The news came as a relief to shareholders, who have seen NMC's market value dwindle since U.S. firm Muddy Waters launch a short-selling attack on the hospital operator in late 2019.
Payments group Finablr <FINF.L>, which shares the same founder as NMC, shot up by 10% to top the midcap bourse.
The pullback in the wider markets followed last week's rally, which included both British benchmark indexes recording their best day since mid-December.
In China, though workers began venturing out of their houses to offices and factories on Monday after the government eased some restrictions, markets were on edge as the death toll from the coronavirus outbreak hit a new daily record.
Liquidity injection by China's central bank, Beijing's pledge to lower tariffs on a host of U.S. imports and upbeat economic data from Washington had fuelled a recovery rally in stocks in early February.
OANDA analyst Jeffrey Halley said it was hard to see further gains in equities against the backdrop of the virus. "That is likely to be the theme of the week, as the economic damage is totalled up from the outbreak," he said.

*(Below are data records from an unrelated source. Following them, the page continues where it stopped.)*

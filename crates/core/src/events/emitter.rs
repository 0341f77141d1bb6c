use tokio::sync::mpsc;

use super::{Event, EventKind, EventLevel};
use crate::batch::BatchId;
use crate::metrics::EVENTS_DROPPED;
use crate::task::TaskId;

/// Handle for emitting events from workers.
///
/// Cheaply cloneable. Events go through a bounded channel to the
/// [`EventDispatcher`](super::EventDispatcher); emitting never waits, so a
/// full channel drops the event instead of stalling the worker.
#[derive(Debug, Clone)]
pub struct EventEmitter {
    tx: mpsc::Sender<Event>,
}

impl EventEmitter {
    pub fn new(tx: mpsc::Sender<Event>) -> Self {
        Self { tx }
    }

    /// Emit an event without blocking.
    ///
    /// Returns true if the event was queued.
    pub fn emit(&self, event: Event) -> bool {
        trace_event(&event);
        match self.tx.try_send(event) {
            Ok(()) => true,
            Err(mpsc::error::TrySendError::Full(event)) => {
                EVENTS_DROPPED.inc();
                tracing::warn!(
                    batch_id = %event.batch_id,
                    kind = event.kind.as_str(),
                    "Event channel full, dropping event"
                );
                false
            }
            Err(mpsc::error::TrySendError::Closed(_)) => {
                EVENTS_DROPPED.inc();
                tracing::debug!("Event channel closed, dropping event");
                false
            }
        }
    }

    /// Scope for events that belong to one batch.
    pub fn for_batch(&self, batch_id: BatchId) -> EventScope {
        EventScope {
            emitter: self.clone(),
            batch_id,
            task_id: None,
        }
    }
}

/// Emitter pre-bound to a batch and optionally a task.
#[derive(Debug, Clone)]
pub struct EventScope {
    emitter: EventEmitter,
    batch_id: BatchId,
    task_id: Option<TaskId>,
}

impl EventScope {
    pub fn for_task(&self, task_id: TaskId) -> EventScope {
        EventScope {
            emitter: self.emitter.clone(),
            batch_id: self.batch_id,
            task_id: Some(task_id),
        }
    }

    pub fn batch_id(&self) -> BatchId {
        self.batch_id
    }

    pub fn task_id(&self) -> Option<TaskId> {
        self.task_id
    }

    /// Build an event bound to this scope without sending it.
    pub fn event(&self, level: EventLevel, kind: EventKind, message: impl Into<String>) -> Event {
        let event = Event::new(self.batch_id, level, kind, message);
        match self.task_id {
            Some(task_id) => event.with_task(task_id),
            None => event,
        }
    }

    pub fn emit(&self, event: Event) -> bool {
        self.emitter.emit(event)
    }

    /// Shorthand for an info-level log line.
    pub fn log(&self, message: impl Into<String>) -> bool {
        self.emit(self.event(EventLevel::Info, EventKind::Log, message))
    }
}

fn trace_event(event: &Event) {
    let kind = event.kind.as_str();
    let step = event.step.as_deref().unwrap_or("");
    match event.level {
        EventLevel::Debug => {
            tracing::debug!(batch_id = %event.batch_id, kind, step, "{}", event.message)
        }
        EventLevel::Info => {
            tracing::info!(batch_id = %event.batch_id, kind, step, "{}", event.message)
        }
        EventLevel::Warn => {
            tracing::warn!(batch_id = %event.batch_id, kind, step, "{}", event.message)
        }
        EventLevel::Error => {
            tracing::error!(batch_id = %event.batch_id, kind, step, "{}", event.message)
        }
    }
}

#[cfg(test)]
mod tests {
    use super::*;

    #[tokio::test]
    async fn test_emit_event() {
        let (tx, mut rx) = mpsc::channel(10);
        let emitter = EventEmitter::new(tx);
        let batch_id = BatchId::new();

        assert!(emitter.emit(Event::new(
            batch_id,
            EventLevel::Info,
            EventKind::BatchStarted,
            "started"
        )));

        let event = rx.recv().await.expect("Should receive event");
        assert_eq!(event.kind, EventKind::BatchStarted);
        assert_eq!(event.batch_id, batch_id);
    }

    #[tokio::test]
    async fn test_full_channel_drops_without_blocking() {
        let (tx, mut rx) = mpsc::channel(1);
        let emitter = EventEmitter::new(tx);
        let scope = emitter.for_batch(BatchId::new());

        assert!(scope.log("first"));
        assert!(!scope.log("second"));

        assert_eq!(rx.recv().await.unwrap().message, "first");
        assert!(rx.try_recv().is_err());
    }

    #[tokio::test]
    async fn test_closed_channel_returns_false() {
        let (tx, rx) = mpsc::channel(4);
        let emitter = EventEmitter::new(tx);
        drop(rx);

        assert!(!emitter.for_batch(BatchId::new()).log("nobody listening"));
    }

    #[tokio::test]
    async fn test_task_scope_tags_events() {
        let (tx, mut rx) = mpsc::channel(4);
        let batch_id = BatchId::new();
        let task_id = TaskId::new();
        let scope = EventEmitter::new(tx).for_batch(batch_id).for_task(task_id);

        scope.emit(
            scope
                .event(EventLevel::Warn, EventKind::StepFailed, "retry")
                .with_step("checkout"),
        );

        let event = rx.recv().await.unwrap();
        assert_eq!(event.batch_id, batch_id);
        assert_eq!(event.task_id, Some(task_id));
        assert_eq!(event.step.as_deref(), Some("checkout"));
    }
}
impl OrderTaskConfig {
    fn validate(&self) -> Result<(), BatchError> {
        if self.items.is_empty() {
            return Err(BatchError::Validation(
                "order batch needs at least one item".to_string(),
            ));
        }
        if let Some(item) = self.items.iter().find(|i| i.quantity == 0) {
            return Err(BatchError::Validation(format!(
                "quantity for product {} must be at least 1",
                item.product_id
            )));
        }
        if self.address_id.trim().is_empty() {
            return Err(BatchError::Validation("address_id is required".to_string()));
        }
        if self.payment_method == PaymentMethod::Card && self.card_id.is_none() {
            return Err(BatchError::Validation(
                "card_id is required for card payment".to_string(),
            ));
        }
        if let Some(max) = self.max_cart_value {
            if max.is_nan() || max <= 0.0 {
                return Err(BatchError::Validation(
                    "max_cart_value must be positive".to_string(),
                ));
            }
        }
        Ok(())
    }

    /// Look up every referenced record and build the plan each task follows.
    pub fn resolve(&self, accounts: &dyn AccountStore) -> Result<OrderPlan, BatchError> {
        self.validate()?;

        let mut lines = Vec::with_capacity(self.items.len());
        for item in &self.items {
            let product = accounts.load_product(&item.product_id)?.ok_or_else(|| {
                BatchError::Validation(format!("unknown product: {}", item.product_id))
            })?;
            lines.push(OrderLine {
                product,
                quantity: item.quantity,
            });
        }

        let mut address = accounts.load_address(&self.address_id)?.ok_or_else(|| {
            BatchError::Validation(format!("unknown address: {}", self.address_id))
        })?;
        if let Some(suffix) = self.name_suffix.as_deref().filter(|s| !s.trim().is_empty()) {
            address.full_name = format!("{} {}", address.full_name, suffix.trim());
        }

        let payment = match self.payment_method {
            PaymentMethod::CashOnDelivery => PaymentInstruction::CashOnDelivery,
            PaymentMethod::Upi => PaymentInstruction::Upi,
            PaymentMethod::Card => {
                let card_id = self.card_id.as_deref().unwrap_or_default();
                let card = accounts.load_card(card_id)?.ok_or_else(|| {
                    BatchError::Validation(format!("unknown card: {}", card_id))
                })?;
                PaymentInstruction::Card(card)
            }
        };

        Ok(OrderPlan {
            lines,
            address,
            payment,
            max_cart_value: self.max_cart_value,
        })
    }
}
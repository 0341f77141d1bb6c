//! Prometheus metrics for the HTTP and WebSocket surface.
//!
//! Engine metrics live in `cartpilot_core::metrics` and are registered here
//! alongside the transport ones, so `/metrics` serves both.

use once_cell::sync::Lazy;
use prometheus::{
    core::Collector, Encoder, HistogramOpts, HistogramVec, IntCounterVec, IntGauge, IntGaugeVec,
    Opts, Registry, TextEncoder,
};
use regex_lite::Regex;

use cartpilot_core::BatchState;

/// Global metrics registry.
pub static REGISTRY: Lazy<Registry> = Lazy::new(|| {
    let registry = Registry::new();
    register_metrics(&registry);
    registry
});

/// HTTP request duration in seconds, by route.
pub static HTTP_REQUEST_DURATION: Lazy<HistogramVec> = Lazy::new(|| {
    HistogramVec::new(
        HistogramOpts::new(
            "cartpilot_http_request_duration_seconds",
            "HTTP request duration in seconds",
        )
        .buckets(vec![0.005, 0.025, 0.1, 0.5, 2.5]),
        &["method", "path"],
    )
    .unwrap()
});

/// HTTP responses by route and status.
pub static HTTP_REQUESTS_TOTAL: Lazy<IntCounterVec> = Lazy::new(|| {
    IntCounterVec::new(
        Opts::new("cartpilot_http_requests_total", "Total HTTP requests"),
        &["method", "path", "status"],
    )
    .unwrap()
});

/// Open event stream connections.
pub static WS_SUBSCRIBERS: Lazy<IntGauge> = Lazy::new(|| {
    IntGauge::new(
        "cartpilot_ws_subscribers",
        "Connected event stream clients",
    )
    .unwrap()
});

/// Event stream messages sent, by message type.
pub static WS_MESSAGES_SENT: Lazy<IntCounterVec> = Lazy::new(|| {
    IntCounterVec::new(
        Opts::new("cartpilot_ws_messages_sent_total", "Event stream messages sent"),
        &["type"],
    )
    .unwrap()
});

/// Batches currently running. Set on scrape.
pub static BATCHES_RUNNING: Lazy<IntGauge> = Lazy::new(|| {
    IntGauge::new("cartpilot_batches_running", "Batches currently running").unwrap()
});

/// Tasks of running batches by status (`running` or `pending`). Set on scrape.
pub static LIVE_TASKS: Lazy<IntGaugeVec> = Lazy::new(|| {
    IntGaugeVec::new(
        Opts::new("cartpilot_live_tasks", "Tasks of running batches by status"),
        &["status"],
    )
    .unwrap()
});

fn register_metrics(registry: &Registry) {
    let server: Vec<Box<dyn Collector>> = vec![
        Box::new(HTTP_REQUEST_DURATION.clone()),
        Box::new(HTTP_REQUESTS_TOTAL.clone()),
        Box::new(WS_SUBSCRIBERS.clone()),
        Box::new(WS_MESSAGES_SENT.clone()),
        Box::new(BATCHES_RUNNING.clone()),
        Box::new(LIVE_TASKS.clone()),
    ];
    for metric in server.into_iter().chain(cartpilot_core::metrics::all_metrics()) {
        registry.register(metric).unwrap();
    }
}

/// Encode all metrics as Prometheus text format.
pub fn encode_metrics() -> String {
    let mut buffer = Vec::new();
    if let Err(e) = TextEncoder::new().encode(&REGISTRY.gather(), &mut buffer) {
        tracing::error!("Failed to encode metrics: {}", e);
    }
    String::from_utf8(buffer).unwrap_or_default()
}

/// Refresh the scrape-time gauges from the batch registry.
pub async fn collect_dynamic_metrics(state: &crate::state::AppState) {
    let batches = state.controller().list().await;
    let running: Vec<_> = batches
        .iter()
        .filter(|b| b.state == BatchState::Running)
        .collect();

    BATCHES_RUNNING.set(running.len() as i64);
    LIVE_TASKS
        .with_label_values(&["running"])
        .set(running.iter().map(|b| b.running as i64).sum());
    LIVE_TASKS
        .with_label_values(&["pending"])
        .set(running.iter().map(|b| b.pending as i64).sum());
}

static UUID_SEGMENT: Lazy<Regex> = Lazy::new(|| {
    Regex::new(r"[0-9a-fA-F]{8}-[0-9a-fA-F]{4}-[0-9a-fA-F]{4}-[0-9a-fA-F]{4}-[0-9a-fA-F]{12}")
        .unwrap()
});

static NUMERIC_SEGMENT: Lazy<Regex> = Lazy::new(|| Regex::new(r"/\d+(/|$)").unwrap());

/// Collapse ids in a request path so labels stay bounded.
pub fn normalize_path(path: &str) -> String {
    let path = UUID_SEGMENT.replace_all(path, "{id}");
    NUMERIC_SEGMENT.replace_all(&path, "/{id}$1").into_owned()
}

#[cfg(test)]
mod tests {
    use super::*;

    #[test]
    fn test_normalize_path() {
        assert_eq!(
            normalize_path("/api/v1/batches/550e8400-e29b-41d4-a716-446655440000/results"),
            "/api/v1/batches/{id}/results"
        );
        assert_eq!(normalize_path("/api/v1/accounts/42"), "/api/v1/accounts/{id}");
        assert_eq!(normalize_path("/api/v1/health"), "/api/v1/health");
    }

    #[test]
    fn test_encode_includes_core_metrics() {
        HTTP_REQUESTS_TOTAL
            .with_label_values(&["GET", "/api/v1/health", "200"])
            .inc();
        let output = encode_metrics();
        assert!(output.contains("cartpilot_http_requests_total"));
        assert!(output.contains("cartpilot_batches_rejected_total"));
    }
}
pub mod batches;
pub mod handlers;
pub mod middleware;
pub mod routes;
pub mod ws;

pub use routes::create_router;
pub use ws::WsMessage;
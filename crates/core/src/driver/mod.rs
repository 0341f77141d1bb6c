//! Account session drivers.
//!
//! A driver performs one account's work and reports an [`Outcome`]. The
//! engine never looks past that contract:
//! - [`CheckpointDriver`] makes one request per account to read its points
//! - [`OrderDriver`] runs an interactive session through the order workflow,
//!   against the storefront through [`HttpOrderSite`]

mod checkpoint;
mod http;
mod order;
mod site;

pub use checkpoint::{AccountApi, AccountSnapshot, CheckpointConfig, CheckpointDriver};
pub use http::{parse_account_response, HttpAccountApi};
pub use order::{
    CartSummary, OrderConfirmation, OrderDriver, OrderLine, OrderPlan, OrderSession, OrderSite,
    PaymentInstruction,
};
pub use site::{
    parse_ack_response, parse_cart_response, parse_checkout_response, HttpOrderSite,
    OrderEndpoints, OrderSiteConfig,
};

use async_trait::async_trait;
use thiserror::Error;

use crate::batch::{BatchId, BatchMode};
use crate::events::EventScope;
use crate::store::AccountCredential;
use crate::task::{ErrorKind, Outcome, TaskId};

/// Errors raised by external account collaborators.
#[derive(Debug, Clone, PartialEq, Error)]
pub enum DriverError {
    #[error("session expired: {0}")]
    SessionExpired(String),

    #[error("transient error: {0}")]
    Transient(String),

    #[error("rejected: {0}")]
    Rejected(String),

    #[error("invalid response: {0}")]
    InvalidResponse(String),

    #[error("client setup failed: {0}")]
    Setup(String),
}

impl DriverError {
    /// Error kind recorded on the task.
    pub fn kind(&self) -> ErrorKind {
        match self {
            DriverError::SessionExpired(_) => ErrorKind::SessionExpired,
            DriverError::Transient(_) | DriverError::InvalidResponse(_) => {
                ErrorKind::TransientExternal
            }
            DriverError::Rejected(_) => ErrorKind::Rejected,
            DriverError::Setup(_) => ErrorKind::InternalFault,
        }
    }

    /// Convert into a failed outcome.
    pub fn into_outcome(self) -> Outcome {
        Outcome::failed(self.kind(), self.to_string())
    }
}

/// Everything a driver gets to run one task.
#[derive(Debug, Clone)]
pub struct TaskContext {
    pub batch_id: BatchId,
    pub task_id: TaskId,
    pub account_id: u64,
    pub repetition: u32,
    pub credential: AccountCredential,
    /// Event sink bound to this task.
    pub events: EventScope,
}

/// Performs one account's work for a batch mode.
///
/// Implementations turn every failure into an [`Outcome`]; `run` never
/// returns an error.
#[async_trait]
pub trait AccountDriver: Send + Sync {
    /// Batch mode this driver serves.
    fn mode(&self) -> BatchMode;

    async fn run(&self, ctx: &TaskContext) -> Outcome;
}
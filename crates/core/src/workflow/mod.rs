//! Order placement workflow.
//!
//! An order session moves through `Init -> AddressSelect -> CartPopulate ->
//! Checkout -> Done`. Each step runs under its own bounded retry policy, and
//! a session expiry at any step fails the workflow immediately.

mod config;
mod retry;
mod runner;
mod types;

pub use config::{StepSettings, WorkflowConfig};
pub use retry::next_action;
pub use runner::StepRunner;
pub use types::*;
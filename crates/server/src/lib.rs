//! HTTP and WebSocket shell around the cartpilot engine.

pub mod api;
pub mod metrics;
pub mod state;
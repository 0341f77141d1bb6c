use serde::{Deserialize, Serialize};
use std::net::IpAddr;
use std::path::PathBuf;

use crate::batch::EngineConfig;
use crate::driver::{CheckpointConfig, OrderSiteConfig};
use crate::workflow::WorkflowConfig;

/// Root configuration
#[derive(Debug, Clone, Default, Deserialize, Serialize)]
pub struct Config {
    #[serde(default)]
    pub server: ServerConfig,
    #[serde(default)]
    pub database: DatabaseConfig,
    #[serde(default)]
    pub engine: EngineConfig,
    #[serde(default)]
    pub workflow: WorkflowConfig,
    /// Account API used by checkpoint batches. Checkpoint mode is
    /// unavailable without it.
    #[serde(default)]
    pub checkpoint: Option<CheckpointConfig>,
    /// Storefront used by order batches. Order mode is unavailable
    /// without it.
    #[serde(default)]
    pub order: Option<OrderSiteConfig>,
}

/// Server configuration
#[derive(Debug, Clone, Deserialize, Serialize)]
pub struct ServerConfig {
    #[serde(default = "default_host")]
    pub host: IpAddr,
    #[serde(default = "default_port")]
    pub port: u16,
}

impl Default for ServerConfig {
    fn default() -> Self {
        Self {
            host: default_host(),
            port: default_port(),
        }
    }
}

fn default_host() -> IpAddr {
    IpAddr::from([0, 0, 0, 0])
}

fn default_port() -> u16 {
    8005
}

/// Database configuration
#[derive(Debug, Clone, Deserialize, Serialize)]
pub struct DatabaseConfig {
    #[serde(default = "default_db_path")]
    pub path: PathBuf,
}

impl Default for DatabaseConfig {
    fn default() -> Self {
        Self {
            path: default_db_path(),
        }
    }
}

fn default_db_path() -> PathBuf {
    PathBuf::from("cartpilot.db")
}

/// Sanitized config for API responses (URL query strings stripped)
#[derive(Debug, Clone, Serialize)]
pub struct SanitizedConfig {
    pub server: ServerConfig,
    pub database: DatabaseConfig,
    pub engine: EngineConfig,
    pub workflow: WorkflowConfig,
    #[serde(skip_serializing_if = "Option::is_none")]
    pub checkpoint: Option<SanitizedCheckpointConfig>,
    #[serde(skip_serializing_if = "Option::is_none")]
    pub order: Option<SanitizedOrderSiteConfig>,
}

/// Checkpoint config without query parameters, which may carry tokens.
#[derive(Debug, Clone, Serialize)]
pub struct SanitizedCheckpointConfig {
    pub account_api_url: String,
    #[serde(skip_serializing_if = "Option::is_none")]
    pub home_url: Option<String>,
    pub request_timeout_secs: u64,
    pub inter_account_delay_ms: u64,
}

/// Order site config without query parameters.
#[derive(Debug, Clone, Serialize)]
pub struct SanitizedOrderSiteConfig {
    pub base_url: String,
    pub request_timeout_secs: u64,
}

fn strip_query(url: &str) -> String {
    match reqwest::Url::parse(url) {
        Ok(mut parsed) => {
            parsed.set_query(None);
            parsed.set_fragment(None);
            parsed.to_string()
        }
        Err(_) => url.split('?').next().unwrap_or_default().to_string(),
    }
}

impl From<&Config> for SanitizedConfig {
    fn from(config: &Config) -> Self {
        Self {
            server: config.server.clone(),
            database: config.database.clone(),
            engine: config.engine.clone(),
            workflow: config.workflow.clone(),
            checkpoint: config
                .checkpoint
                .as_ref()
                .map(|c| SanitizedCheckpointConfig {
                    account_api_url: strip_query(&c.account_api_url),
                    home_url: c.home_url.as_deref().map(strip_query),
                    request_timeout_secs: c.request_timeout_secs,
                    inter_account_delay_ms: c.inter_account_delay_ms,
                }),
            order: config.order.as_ref().map(|o| SanitizedOrderSiteConfig {
                base_url: strip_query(&o.base_url),
                request_timeout_secs: o.request_timeout_secs,
            }),
        }
    }
}

#[cfg(test)]
mod tests {
    use super::*;

    #[test]
    fn test_deserialize_empty_config() {
        let config: Config = toml::from_str("").unwrap();
        assert_eq!(config.server.port, 8005);
        assert_eq!(config.server.host.to_string(), "0.0.0.0");
        assert_eq!(config.database.path, PathBuf::from("cartpilot.db"));
        assert_eq!(config.engine.max_tasks_per_batch, 2000);
        assert!(config.checkpoint.is_none());
        assert!(config.order.is_none());
    }

    #[test]
    fn test_deserialize_full_config() {
        let toml = r#"
[server]
host = "127.0.0.1"
port = 9000

[database]
path = "/var/lib/cartpilot/runs.db"

[engine]
max_tasks_per_batch = 500
default_concurrency = 2

[workflow]
call_timeout_secs = 60

[workflow.checkout]
max_attempts = 1

[checkpoint]
account_api_url = "https://shop.test/api/account"
inter_account_delay_ms = 1000

[order]
base_url = "https://shop.test"

[order.endpoints]
checkout = "/api/v2/checkout"
"#;
        let config: Config = toml::from_str(toml).unwrap();
        assert_eq!(config.server.port, 9000);
        assert_eq!(config.engine.max_tasks_per_batch, 500);
        assert_eq!(config.engine.default_concurrency, 2);
        assert_eq!(config.engine.max_concurrency, 10);
        assert_eq!(config.workflow.call_timeout_secs, 60);
        assert_eq!(config.workflow.checkout.retry.max_attempts, 1);
        assert_eq!(config.workflow.init.retry.max_attempts, 3);

        let checkpoint = config.checkpoint.unwrap();
        assert_eq!(checkpoint.inter_account_delay_ms, 1000);
        assert_eq!(checkpoint.request_timeout_secs, 15);

        let order = config.order.unwrap();
        assert_eq!(order.base_url, "https://shop.test");
        assert_eq!(order.endpoints.checkout, "/api/v2/checkout");
        assert_eq!(order.endpoints.session, "/api/user/session");
    }

    #[test]
    fn test_checkpoint_requires_url() {
        let result: Result<Config, _> = toml::from_str("[checkpoint]\nrequest_timeout_secs = 5\n");
        assert!(result.is_err());
    }

    #[test]
    fn test_sanitized_config_strips_query() {
        let mut config = Config::default();
        config.checkpoint = Some(CheckpointConfig::new(
            "https://shop.test/api/account?token=secret#top",
        ));

        let sanitized = SanitizedConfig::from(&config);
        let checkpoint = sanitized.checkpoint.unwrap();
        assert_eq!(checkpoint.account_api_url, "https://shop.test/api/account");

        config.order = Some(OrderSiteConfig::new("https://shop.test/?ref=secret"));
        let json = serde_json::to_string(&SanitizedConfig::from(&config)).unwrap();
        assert!(!json.contains("secret"));
        assert!(json.contains("https://shop.test/"));
    }

    #[test]
    fn test_sanitized_config_without_checkpoint() {
        let sanitized = SanitizedConfig::from(&Config::default());
        let json = serde_json::to_value(&sanitized).unwrap();
        assert!(json.get("checkpoint").is_none());
        assert_eq!(json["server"]["port"], 8005);
    }
}
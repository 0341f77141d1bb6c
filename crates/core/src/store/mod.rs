//! Persistence collaborators: run history and account data.

mod accounts;
mod sqlite;
mod types;

pub use accounts::*;
pub use sqlite::*;
pub use types::*;

use thiserror::Error;

use crate::batch::{Batch, BatchId};
use crate::events::{Event, EventKind, EventLevel};
use crate::task::{Task, TaskId};

#[derive(Debug, Error)]
pub enum StoreError {
    #[error("Database error: {0}")]
    Database(String),

    #[error("Serialization error: {0}")]
    Serialization(String),
}

/// Filter for querying the event log
#[derive(Debug, Clone, Default)]
pub struct EventFilter {
    pub batch_id: Option<BatchId>,
    pub task_id: Option<TaskId>,
    pub kind: Option<EventKind>,
    pub min_level: Option<EventLevel>,
    pub limit: i64,
    pub offset: i64,
}

impl EventFilter {
    pub fn new() -> Self {
        Self {
            limit: 100,
            offset: 0,
            ..Default::default()
        }
    }

    pub fn with_batch_id(mut self, batch_id: BatchId) -> Self {
        self.batch_id = Some(batch_id);
        self
    }

    pub fn with_task_id(mut self, task_id: TaskId) -> Self {
        self.task_id = Some(task_id);
        self
    }

    pub fn with_kind(mut self, kind: EventKind) -> Self {
        self.kind = Some(kind);
        self
    }

    pub fn with_min_level(mut self, level: EventLevel) -> Self {
        self.min_level = Some(level);
        self
    }

    pub fn with_limit(mut self, limit: i64) -> Self {
        self.limit = limit;
        self
    }

    pub fn with_offset(mut self, offset: i64) -> Self {
        self.offset = offset;
        self
    }
}

/// Storage for batch snapshots, task states and the event log.
pub trait RunStore: Send + Sync {
    /// Insert or replace a batch snapshot.
    fn save_batch(&self, batch: &Batch) -> Result<(), StoreError>;

    fn load_batch(&self, id: &BatchId) -> Result<Option<Batch>, StoreError>;

    /// Most recent batches first.
    fn list_batches(&self, limit: i64) -> Result<Vec<Batch>, StoreError>;

    /// Insert or replace a task, keyed by (batch, account, repetition).
    fn save_task(&self, task: &Task) -> Result<(), StoreError>;

    /// Several tasks in one transaction.
    fn save_tasks(&self, tasks: &[Task]) -> Result<(), StoreError> {
        for task in tasks {
            self.save_task(task)?;
        }
        Ok(())
    }

    /// Tasks of a batch ordered by account then repetition.
    fn list_tasks(&self, batch_id: &BatchId) -> Result<Vec<Task>, StoreError>;

    /// Append to the event log. Events without a sequence number get the
    /// next one for their batch.
    fn append_event(&self, event: &Event) -> Result<(), StoreError>;

    fn query_events(&self, filter: &EventFilter) -> Result<Vec<Event>, StoreError>;

    fn count_events(&self, filter: &EventFilter) -> Result<i64, StoreError>;
}

/// Read access to account credentials and order inputs.
///
/// Managing these records is an external concern; the engine only reads.
pub trait AccountStore: Send + Sync {
    fn load_credential(&self, account_id: u64) -> Result<Option<AccountCredential>, StoreError>;

    fn load_product(&self, id: &str) -> Result<Option<Product>, StoreError>;

    fn load_address(&self, id: &str) -> Result<Option<Address>, StoreError>;

    fn load_card(&self, id: &str) -> Result<Option<Card>, StoreError>;
}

In other news-related moves, Centrica <CNA.L> lost 3% to be the steepest blue-chip faller after the Times newspaper reported that the British Gas owner was expected to report lower profit due to the government's price cap on energy bills.
Among smaller caps, Intu Properties <INTUP.L> surged 30%, its biggest one-day rise since 1995 - after the shopping centre operator said it was in talks with top shareholder and billionaire John Whittaker's Peel Group and Link Real Estate Investment Trust, among others, to raise money.